Show each line of the records below where the word "expected" occurs.

**THE INPUT:**
****

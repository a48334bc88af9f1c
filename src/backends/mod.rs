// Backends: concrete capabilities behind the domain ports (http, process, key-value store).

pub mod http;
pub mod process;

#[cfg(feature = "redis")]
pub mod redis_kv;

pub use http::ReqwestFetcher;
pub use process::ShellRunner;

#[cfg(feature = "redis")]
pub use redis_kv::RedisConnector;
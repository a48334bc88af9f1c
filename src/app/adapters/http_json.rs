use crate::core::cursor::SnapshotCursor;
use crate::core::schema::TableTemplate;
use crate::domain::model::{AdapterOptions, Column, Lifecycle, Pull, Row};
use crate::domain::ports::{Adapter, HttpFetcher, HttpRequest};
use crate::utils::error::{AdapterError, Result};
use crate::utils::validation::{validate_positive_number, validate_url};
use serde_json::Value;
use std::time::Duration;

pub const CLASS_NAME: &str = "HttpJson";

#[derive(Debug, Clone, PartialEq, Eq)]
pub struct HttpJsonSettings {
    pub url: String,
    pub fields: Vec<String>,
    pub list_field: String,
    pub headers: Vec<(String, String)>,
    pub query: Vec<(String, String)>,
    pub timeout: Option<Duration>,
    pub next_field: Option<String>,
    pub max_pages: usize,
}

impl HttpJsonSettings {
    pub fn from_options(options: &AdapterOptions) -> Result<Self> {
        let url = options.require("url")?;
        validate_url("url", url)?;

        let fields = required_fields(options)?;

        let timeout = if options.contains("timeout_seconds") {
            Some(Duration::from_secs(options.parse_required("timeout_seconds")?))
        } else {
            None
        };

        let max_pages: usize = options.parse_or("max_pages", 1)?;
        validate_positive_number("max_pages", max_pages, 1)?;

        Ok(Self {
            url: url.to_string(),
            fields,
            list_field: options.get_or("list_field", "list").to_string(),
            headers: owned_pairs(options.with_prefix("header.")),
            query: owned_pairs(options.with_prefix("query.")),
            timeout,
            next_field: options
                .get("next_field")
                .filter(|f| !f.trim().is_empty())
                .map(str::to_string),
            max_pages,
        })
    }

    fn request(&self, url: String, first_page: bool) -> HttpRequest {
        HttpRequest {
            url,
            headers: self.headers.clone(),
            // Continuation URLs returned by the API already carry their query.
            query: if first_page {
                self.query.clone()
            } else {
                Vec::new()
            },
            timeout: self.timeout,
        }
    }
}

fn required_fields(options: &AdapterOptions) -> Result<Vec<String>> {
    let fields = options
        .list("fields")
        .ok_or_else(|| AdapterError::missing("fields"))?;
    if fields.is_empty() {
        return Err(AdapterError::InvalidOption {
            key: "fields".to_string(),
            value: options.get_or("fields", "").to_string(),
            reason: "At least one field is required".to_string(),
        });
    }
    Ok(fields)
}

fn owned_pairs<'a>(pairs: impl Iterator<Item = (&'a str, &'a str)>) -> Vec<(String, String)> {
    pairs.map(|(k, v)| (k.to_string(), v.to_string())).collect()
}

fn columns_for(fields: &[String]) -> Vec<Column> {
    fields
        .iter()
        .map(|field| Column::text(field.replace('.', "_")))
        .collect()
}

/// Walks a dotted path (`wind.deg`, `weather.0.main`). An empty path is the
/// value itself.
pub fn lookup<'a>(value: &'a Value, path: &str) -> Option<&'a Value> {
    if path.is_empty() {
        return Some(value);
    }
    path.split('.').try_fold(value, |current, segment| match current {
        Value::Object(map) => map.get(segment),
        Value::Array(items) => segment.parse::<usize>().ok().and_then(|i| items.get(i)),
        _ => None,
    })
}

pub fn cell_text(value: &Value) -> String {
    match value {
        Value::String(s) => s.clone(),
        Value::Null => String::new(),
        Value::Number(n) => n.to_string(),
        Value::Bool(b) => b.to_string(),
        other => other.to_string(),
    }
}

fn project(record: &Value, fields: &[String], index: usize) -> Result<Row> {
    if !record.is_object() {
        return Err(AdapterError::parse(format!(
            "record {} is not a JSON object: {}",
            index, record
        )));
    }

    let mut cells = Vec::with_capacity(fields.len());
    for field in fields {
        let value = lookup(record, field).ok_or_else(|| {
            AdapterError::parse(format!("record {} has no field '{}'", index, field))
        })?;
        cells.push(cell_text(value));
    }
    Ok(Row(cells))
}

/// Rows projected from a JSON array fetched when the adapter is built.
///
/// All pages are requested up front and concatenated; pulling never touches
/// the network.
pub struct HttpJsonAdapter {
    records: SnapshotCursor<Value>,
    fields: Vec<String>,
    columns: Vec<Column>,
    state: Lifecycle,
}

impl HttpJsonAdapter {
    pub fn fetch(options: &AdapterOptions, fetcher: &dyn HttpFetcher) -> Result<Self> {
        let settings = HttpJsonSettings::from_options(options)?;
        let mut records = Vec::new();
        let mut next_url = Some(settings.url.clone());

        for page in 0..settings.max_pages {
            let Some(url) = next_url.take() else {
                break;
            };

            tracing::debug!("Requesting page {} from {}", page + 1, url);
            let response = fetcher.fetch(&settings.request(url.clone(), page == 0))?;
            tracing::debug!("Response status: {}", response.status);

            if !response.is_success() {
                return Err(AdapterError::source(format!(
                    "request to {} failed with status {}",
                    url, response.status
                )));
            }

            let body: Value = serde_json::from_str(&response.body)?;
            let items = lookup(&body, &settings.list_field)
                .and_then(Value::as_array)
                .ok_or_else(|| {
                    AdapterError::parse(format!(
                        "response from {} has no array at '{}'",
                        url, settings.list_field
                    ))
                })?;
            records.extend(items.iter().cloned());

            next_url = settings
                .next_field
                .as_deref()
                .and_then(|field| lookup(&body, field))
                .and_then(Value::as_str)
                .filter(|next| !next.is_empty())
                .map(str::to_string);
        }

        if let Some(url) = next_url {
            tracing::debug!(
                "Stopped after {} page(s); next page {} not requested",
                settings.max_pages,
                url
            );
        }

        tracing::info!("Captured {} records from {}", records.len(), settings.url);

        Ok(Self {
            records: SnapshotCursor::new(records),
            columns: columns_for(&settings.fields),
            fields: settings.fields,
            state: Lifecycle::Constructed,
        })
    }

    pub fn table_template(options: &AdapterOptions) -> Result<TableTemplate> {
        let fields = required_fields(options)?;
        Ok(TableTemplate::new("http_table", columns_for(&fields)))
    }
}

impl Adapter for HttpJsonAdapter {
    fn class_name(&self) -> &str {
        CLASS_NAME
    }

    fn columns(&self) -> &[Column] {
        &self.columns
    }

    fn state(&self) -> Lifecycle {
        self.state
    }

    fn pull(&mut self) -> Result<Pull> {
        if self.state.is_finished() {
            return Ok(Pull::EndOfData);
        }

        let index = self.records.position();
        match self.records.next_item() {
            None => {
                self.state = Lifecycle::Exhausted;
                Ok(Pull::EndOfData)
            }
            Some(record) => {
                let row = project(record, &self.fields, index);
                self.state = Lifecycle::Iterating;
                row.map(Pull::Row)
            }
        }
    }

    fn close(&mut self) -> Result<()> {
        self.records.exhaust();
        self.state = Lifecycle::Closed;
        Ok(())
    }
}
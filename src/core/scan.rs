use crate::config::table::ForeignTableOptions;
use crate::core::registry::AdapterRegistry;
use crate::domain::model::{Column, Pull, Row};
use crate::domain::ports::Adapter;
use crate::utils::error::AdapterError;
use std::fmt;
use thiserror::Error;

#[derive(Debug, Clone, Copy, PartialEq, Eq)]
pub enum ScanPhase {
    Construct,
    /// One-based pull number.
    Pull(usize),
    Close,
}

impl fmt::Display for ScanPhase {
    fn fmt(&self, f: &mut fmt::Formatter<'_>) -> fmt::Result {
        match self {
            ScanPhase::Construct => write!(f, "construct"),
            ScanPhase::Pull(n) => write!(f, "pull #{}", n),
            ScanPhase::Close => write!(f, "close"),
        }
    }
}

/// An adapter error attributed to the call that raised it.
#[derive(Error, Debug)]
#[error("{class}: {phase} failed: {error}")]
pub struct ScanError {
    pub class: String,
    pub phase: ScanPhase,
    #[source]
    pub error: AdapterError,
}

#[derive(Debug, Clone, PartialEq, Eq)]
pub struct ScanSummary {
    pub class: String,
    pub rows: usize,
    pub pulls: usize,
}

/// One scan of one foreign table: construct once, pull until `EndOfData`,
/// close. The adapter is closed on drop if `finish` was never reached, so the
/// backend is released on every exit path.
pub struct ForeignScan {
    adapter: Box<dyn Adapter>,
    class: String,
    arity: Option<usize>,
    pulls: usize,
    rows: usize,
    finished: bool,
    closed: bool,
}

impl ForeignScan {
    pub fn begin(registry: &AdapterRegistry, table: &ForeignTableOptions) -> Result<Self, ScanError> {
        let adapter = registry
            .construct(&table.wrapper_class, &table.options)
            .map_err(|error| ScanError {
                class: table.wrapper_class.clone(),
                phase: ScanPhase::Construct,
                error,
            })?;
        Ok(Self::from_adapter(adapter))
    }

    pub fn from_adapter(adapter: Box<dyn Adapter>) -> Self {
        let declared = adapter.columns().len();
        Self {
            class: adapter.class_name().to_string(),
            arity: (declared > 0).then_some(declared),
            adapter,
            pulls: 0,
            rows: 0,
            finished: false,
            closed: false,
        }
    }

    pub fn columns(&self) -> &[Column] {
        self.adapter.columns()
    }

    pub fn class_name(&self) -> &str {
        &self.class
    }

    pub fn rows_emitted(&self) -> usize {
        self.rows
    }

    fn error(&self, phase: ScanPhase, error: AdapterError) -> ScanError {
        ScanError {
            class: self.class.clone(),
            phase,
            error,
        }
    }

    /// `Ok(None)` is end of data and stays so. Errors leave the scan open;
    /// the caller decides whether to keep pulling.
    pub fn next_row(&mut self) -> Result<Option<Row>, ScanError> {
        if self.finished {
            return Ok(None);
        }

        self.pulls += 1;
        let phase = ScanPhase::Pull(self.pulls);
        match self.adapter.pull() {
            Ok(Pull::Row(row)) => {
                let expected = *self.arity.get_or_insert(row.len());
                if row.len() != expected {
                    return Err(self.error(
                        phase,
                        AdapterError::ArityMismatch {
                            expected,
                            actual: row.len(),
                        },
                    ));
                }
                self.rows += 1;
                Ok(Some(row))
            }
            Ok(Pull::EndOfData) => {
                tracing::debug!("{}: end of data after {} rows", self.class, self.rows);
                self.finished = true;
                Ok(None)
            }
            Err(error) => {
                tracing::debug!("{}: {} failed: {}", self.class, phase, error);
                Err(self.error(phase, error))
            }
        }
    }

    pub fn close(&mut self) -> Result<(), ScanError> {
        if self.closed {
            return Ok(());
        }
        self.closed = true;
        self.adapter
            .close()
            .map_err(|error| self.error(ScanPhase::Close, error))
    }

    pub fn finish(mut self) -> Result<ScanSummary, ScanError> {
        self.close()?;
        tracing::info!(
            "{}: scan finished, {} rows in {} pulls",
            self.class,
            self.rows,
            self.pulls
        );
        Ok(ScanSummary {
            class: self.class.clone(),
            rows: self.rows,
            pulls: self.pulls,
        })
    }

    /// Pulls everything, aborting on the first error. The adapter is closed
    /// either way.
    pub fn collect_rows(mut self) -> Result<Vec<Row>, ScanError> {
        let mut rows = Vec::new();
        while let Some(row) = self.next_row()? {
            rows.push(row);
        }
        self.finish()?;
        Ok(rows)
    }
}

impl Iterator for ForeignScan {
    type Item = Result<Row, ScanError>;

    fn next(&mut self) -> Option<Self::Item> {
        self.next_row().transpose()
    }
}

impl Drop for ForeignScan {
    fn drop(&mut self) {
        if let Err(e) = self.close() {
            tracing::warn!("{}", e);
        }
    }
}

****

**OUTPUT BELOW:**
                let expected = *self.arity.get_or_insert(row.len());
                if row.len() != expected {
                            expected,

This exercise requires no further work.